When you pull these 2 sentiments together with a bit of editorial glue, they stick. SaaS is booming because it enables the vendor to deliver the application in a more efficient manner, and the customer gets application value without IT hassles. Salesforce.com is able to deliver their application to customers with just 8% of revenue for R&D compared with the more typical 16% that is standard for the application industry. I can only assume that Workday will achieve similar results due to the efficiency of maintaining a single code base running on a single platform for all customers.
Virtual appliances, done correctly, yield the same benefit. The vendor assumes responsibility for all software maintenance.

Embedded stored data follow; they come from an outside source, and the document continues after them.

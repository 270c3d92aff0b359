//! Geometry types for cell grids and drawing rectangles.
//!
//! - [`Point`]: a cell coordinate with signed components
//! - [`Size`]: grid dimensions in cells
//! - [`Rect`]: an origin plus a size, used for clipping
//! - [`Alignment`]: how an inner box is anchored inside an outer one
//!
//! Coordinates are measured in character cells with (0, 0) at the top-left
//! corner, x growing to the right and y growing downward.

use crate::error::Error;
use serde::{Deserialize, Serialize};
use std::fmt;
use std::ops::{Add, AddAssign, Sub, SubAssign};
use std::str::FromStr;

// ============================================================================
// Point
// ============================================================================

/// A 2D point with signed integer coordinates.
///
/// # Examples
///
/// ```
/// use fastterm_core::geometry::Point;
///
/// let p = Point::new(10, 20) + Point::new(5, 5);
/// assert_eq!(p, Point::new(15, 25));
/// ```
#[derive(Debug, Clone, Copy, PartialEq, Eq, Hash, Default)]
pub struct Point {
    /// The x coordinate (column).
    pub x: i32,
    /// The y coordinate (row).
    pub y: i32,
}

impl Point {
    /// The origin point (0, 0).
    pub const ZERO: Self = Self { x: 0, y: 0 };

    /// Creates a new point at the given coordinates.
    #[inline]
    pub const fn new(x: i32, y: i32) -> Self {
        Self { x, y }
    }

    /// Returns the point moved by the given offset.
    #[inline]
    pub const fn offset(self, dx: i32, dy: i32) -> Self {
        Self {
            x: self.x.saturating_add(dx),
            y: self.y.saturating_add(dy),
        }
    }
}

impl Add for Point {
    type Output = Self;

    #[inline]
    fn add(self, rhs: Self) -> Self::Output {
        self.offset(rhs.x, rhs.y)
    }
}

impl AddAssign for Point {
    #[inline]
    fn add_assign(&mut self, rhs: Self) {
        *self = *self + rhs;
    }
}

impl Sub for Point {
    type Output = Self;

    #[inline]
    fn sub(self, rhs: Self) -> Self::Output {
        Self {
            x: self.x.saturating_sub(rhs.x),
            y: self.y.saturating_sub(rhs.y),
        }
    }
}

impl SubAssign for Point {
    #[inline]
    fn sub_assign(&mut self, rhs: Self) {
        *self = *self - rhs;
    }
}

impl From<(i32, i32)> for Point {
    #[inline]
    fn from((x, y): (i32, i32)) -> Self {
        Self::new(x, y)
    }
}

impl fmt::Display for Point {
    fn fmt(&self, f: &mut fmt::Formatter<'_>) -> fmt::Result {
        write!(f, "({}, {})", self.x, self.y)
    }
}

// ============================================================================
// Size
// ============================================================================

/// Grid dimensions measured in cells.
#[derive(Debug, Clone, Copy, PartialEq, Eq, Hash, Default)]
pub struct Size {
    /// Number of columns.
    pub width: u16,
    /// Number of rows.
    pub height: u16,
}

impl Size {
    /// A size with zero width and height.
    pub const ZERO: Self = Self {
        width: 0,
        height: 0,
    };

    /// Creates a new size.
    #[inline]
    pub const fn new(width: u16, height: u16) -> Self {
        Self { width, height }
    }

    /// Returns the number of cells covered by this size.
    #[inline]
    pub const fn area(self) -> usize {
        self.width as usize * self.height as usize
    }

    /// Returns whether either dimension is zero.
    #[inline]
    pub const fn is_empty(self) -> bool {
        self.width == 0 || self.height == 0
    }

    /// Returns `self - inner` per axis as signed values.
    ///
    /// The slack is negative along an axis where `inner` is larger.
    #[inline]
    pub const fn slack(self, inner: Self) -> Point {
        Point::new(
            self.width as i32 - inner.width as i32,
            self.height as i32 - inner.height as i32,
        )
    }
}

impl From<(u16, u16)> for Size {
    #[inline]
    fn from((width, height): (u16, u16)) -> Self {
        Self::new(width, height)
    }
}

impl From<Size> for (u16, u16) {
    #[inline]
    fn from(size: Size) -> Self {
        (size.width, size.height)
    }
}

impl fmt::Display for Size {
    fn fmt(&self, f: &mut fmt::Formatter<'_>) -> fmt::Result {
        write!(f, "{}x{}", self.width, self.height)
    }
}

// ============================================================================
// Rect
// ============================================================================

/// A rectangle defined by its top-left corner and a size.
///
/// # Examples
///
/// ```
/// use fastterm_core::geometry::Rect;
///
/// let clip = Rect::new(0, 0, 10, 10);
/// let area = Rect::new(5, 5, 10, 10);
/// assert_eq!(clip.intersection(area), Some(Rect::new(5, 5, 5, 5)));
/// ```
#[derive(Debug, Clone, Copy, PartialEq, Eq, Hash, Default)]
pub struct Rect {
    /// The x coordinate of the left edge.
    pub x: i32,
    /// The y coordinate of the top edge.
    pub y: i32,
    /// The width of the rectangle.
    pub width: u16,
    /// The height of the rectangle.
    pub height: u16,
}

impl Rect {
    /// A zero-sized rectangle at the origin.
    pub const ZERO: Self = Self {
        x: 0,
        y: 0,
        width: 0,
        height: 0,
    };

    /// The whole drawable plane, used when no clipping rectangle is active.
    pub const PLANE: Self = Self {
        x: 0,
        y: 0,
        width: u16::MAX,
        height: u16::MAX,
    };

    /// Creates a new rectangle at the given position with the given size.
    #[inline]
    pub const fn new(x: i32, y: i32, width: u16, height: u16) -> Self {
        Self {
            x,
            y,
            width,
            height,
        }
    }

    /// Creates a rectangle at the origin with the given size.
    #[inline]
    pub const fn from_size(size: Size) -> Self {
        Self::new(0, 0, size.width, size.height)
    }

    /// Returns the top-left corner.
    #[inline]
    pub const fn position(self) -> Point {
        Point::new(self.x, self.y)
    }

    /// Returns the size.
    #[inline]
    pub const fn size(self) -> Size {
        Size::new(self.width, self.height)
    }

    /// Returns the x coordinate of the left edge.
    #[inline]
    pub const fn left(self) -> i32 {
        self.x
    }

    /// Returns the y coordinate of the top edge.
    #[inline]
    pub const fn top(self) -> i32 {
        self.y
    }

    /// Returns the x coordinate one past the right edge.
    #[inline]
    pub const fn right(self) -> i32 {
        self.x.saturating_add(self.width as i32)
    }

    /// Returns the y coordinate one past the bottom edge.
    #[inline]
    pub const fn bottom(self) -> i32 {
        self.y.saturating_add(self.height as i32)
    }

    /// Returns the number of cells covered.
    #[inline]
    pub const fn area(self) -> usize {
        self.width as usize * self.height as usize
    }

    /// Returns whether the rectangle has zero area.
    #[inline]
    pub const fn is_empty(self) -> bool {
        self.width == 0 || self.height == 0
    }

    /// Returns whether the rectangle contains the given point.
    #[inline]
    pub const fn contains_point(self, point: Point) -> bool {
        self.contains_xy(point.x, point.y)
    }

    /// Returns whether the rectangle contains the given coordinates.
    #[inline]
    pub const fn contains_xy(self, x: i32, y: i32) -> bool {
        x >= self.x && x < self.right() && y >= self.y && y < self.bottom()
    }

    /// Returns the intersection of this rectangle with another.
    ///
    /// Returns `None` if the rectangles do not overlap.
    #[inline]
    pub fn intersection(self, other: Self) -> Option<Self> {
        let x = self.x.max(other.x);
        let y = self.y.max(other.y);
        let right = self.right().min(other.right());
        let bottom = self.bottom().min(other.bottom());

        if x < right && y < bottom {
            Some(Self {
                x,
                y,
                width: (right - x) as u16,
                height: (bottom - y) as u16,
            })
        } else {
            None
        }
    }

    /// Returns the rectangle moved by the given offset.
    #[inline]
    pub const fn translate(self, dx: i32, dy: i32) -> Self {
        Self {
            x: self.x.saturating_add(dx),
            y: self.y.saturating_add(dy),
            width: self.width,
            height: self.height,
        }
    }

    /// Iterates over every point in row-major order.
    pub fn points(self) -> impl Iterator<Item = Point> {
        let (left, right) = (self.left(), self.right());
        (self.top()..self.bottom()).flat_map(move |y| (left..right).map(move |x| Point::new(x, y)))
    }
}

impl From<(i32, i32, u16, u16)> for Rect {
    #[inline]
    fn from((x, y, width, height): (i32, i32, u16, u16)) -> Self {
        Self::new(x, y, width, height)
    }
}

impl From<Size> for Rect {
    #[inline]
    fn from(size: Size) -> Self {
        Self::from_size(size)
    }
}

// ============================================================================
// Alignment
// ============================================================================

/// Where an inner box is anchored inside an outer one.
///
/// Used both to position drawing rectangles and to decide which part of a
/// frame buffer's content survives a resize.
///
/// # Examples
///
/// ```
/// use fastterm_core::geometry::{Alignment, Rect};
///
/// let outer = Rect::new(0, 0, 10, 4);
/// let inner = Rect::new(0, 0, 4, 2);
/// assert_eq!(Alignment::BottomRight.place(outer, inner), Rect::new(6, 2, 4, 2));
/// assert_eq!(Alignment::Center.place(outer, inner), Rect::new(3, 1, 4, 2));
/// ```
#[derive(Debug, Clone, Copy, PartialEq, Eq, Hash, Default, Serialize, Deserialize)]
#[serde(try_from = "String", into = "String")]
pub enum Alignment {
    /// Anchored to the top-left corner.
    #[default]
    TopLeft,
    /// Anchored to the top-right corner.
    TopRight,
    /// Anchored to the bottom-left corner.
    BottomLeft,
    /// Anchored to the bottom-right corner.
    BottomRight,
    /// Centered on both axes, leaning top-left on odd slack.
    Center,
}

impl Alignment {
    /// Every alignment, in declaration order.
    pub const ALL: [Self; 5] = [
        Self::TopLeft,
        Self::TopRight,
        Self::BottomLeft,
        Self::BottomRight,
        Self::Center,
    ];

    /// Returns the offset of the inner box given `slack = outer - inner`.
    ///
    /// Slack may be negative when the inner box is larger. Center halves the
    /// slack truncating toward zero, so the odd cell ends up bottom/right.
    #[inline]
    pub const fn anchor_offset(self, slack: Point) -> Point {
        match self {
            Self::TopLeft => Point::ZERO,
            Self::TopRight => Point::new(slack.x, 0),
            Self::BottomLeft => Point::new(0, slack.y),
            Self::BottomRight => slack,
            Self::Center => Point::new(slack.x / 2, slack.y / 2),
        }
    }

    /// Positions `inner` relative to `outer` according to this alignment.
    ///
    /// The result is `inner` translated by the outer origin plus the anchor
    /// offset of the size difference. It is not clipped to `outer`.
    #[inline]
    pub const fn place(self, outer: Rect, inner: Rect) -> Rect {
        let offset = self.anchor_offset(outer.size().slack(inner.size()));
        inner.translate(
            outer.x.saturating_add(offset.x),
            outer.y.saturating_add(offset.y),
        )
    }

    /// Returns the canonical kebab-case name.
    pub const fn as_str(self) -> &'static str {
        match self {
            Self::TopLeft => "top-left",
            Self::TopRight => "top-right",
            Self::BottomLeft => "bottom-left",
            Self::BottomRight => "bottom-right",
            Self::Center => "center",
        }
    }
}

impl fmt::Display for Alignment {
    fn fmt(&self, f: &mut fmt::Formatter<'_>) -> fmt::Result {
        f.write_str(self.as_str())
    }
}

impl FromStr for Alignment {
    type Err = Error;

    /// Parses names like `top-left`, `TopLeft`, `bottom_right` or `centre`.
    fn from_str(s: &str) -> Result<Self, Self::Err> {
        let normalized: String = s
            .chars()
            .filter(|c| !matches!(c, '-' | '_' | ' '))
            .map(|c| c.to_ascii_lowercase())
            .collect();
        match normalized.as_str() {
            "topleft" => Ok(Self::TopLeft),
            "topright" => Ok(Self::TopRight),
            "bottomleft" => Ok(Self::BottomLeft),
            "bottomright" => Ok(Self::BottomRight),
            "center" | "centre" => Ok(Self::Center),
            _ => Err(Error::UnknownAlignment(s.to_string())),
        }
    }
}

impl TryFrom<String> for Alignment {
    type Error = Error;

    fn try_from(value: String) -> Result<Self, Self::Error> {
        value.parse()
    }
}

impl From<Alignment> for String {
    fn from(alignment: Alignment) -> Self {
        alignment.as_str().to_string()
    }
}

The customer accepts maintenance (and presumably value) without hesitation because it is tested by the vendor before it is released to the customer – in the exact configuration used by the customer. The vendor and the customer get the added benefit (compared to SaaS) of flexibility regarding the network upon which the application is hosted. A virtual appliance is portable to any network that exposes a hypervisor host. The vendor can host it. The customer can host it. Or it can run on a service like Amazon's EC2 or IBM's pending Blue Cloud.
The concept must be gaining traction because the IT alarm sirens are shrieking:
WARNING! WARNING! VIRTUAL APPLIANCES ARE COMING! THEY MIGHT BE ON YOUR NETWORK ALREADY! THEY ARE BAD BECAUSE YOU LOSE CONTROL OVER THE TECHNOLOGY! THERE ARE SECURITY ISSUES! THERE ARE MANAGEMENT ISSUES! STOP THEM BEFORE USERS EXPERIENCE HOW EASY THEY ARE TO USE!
These are the same warnings that sounded regarding SaaS about 3 years ago. Anyone want to bet that the outcome will be different? My advice to the IT status quo – don't fight virtual appliances. Just like SaaS, customer value will trump IT control. Work with the emerging vendors to get what you need while giving your customers what they want -- application value without IT hassles. Maintenance doesn't have to suck.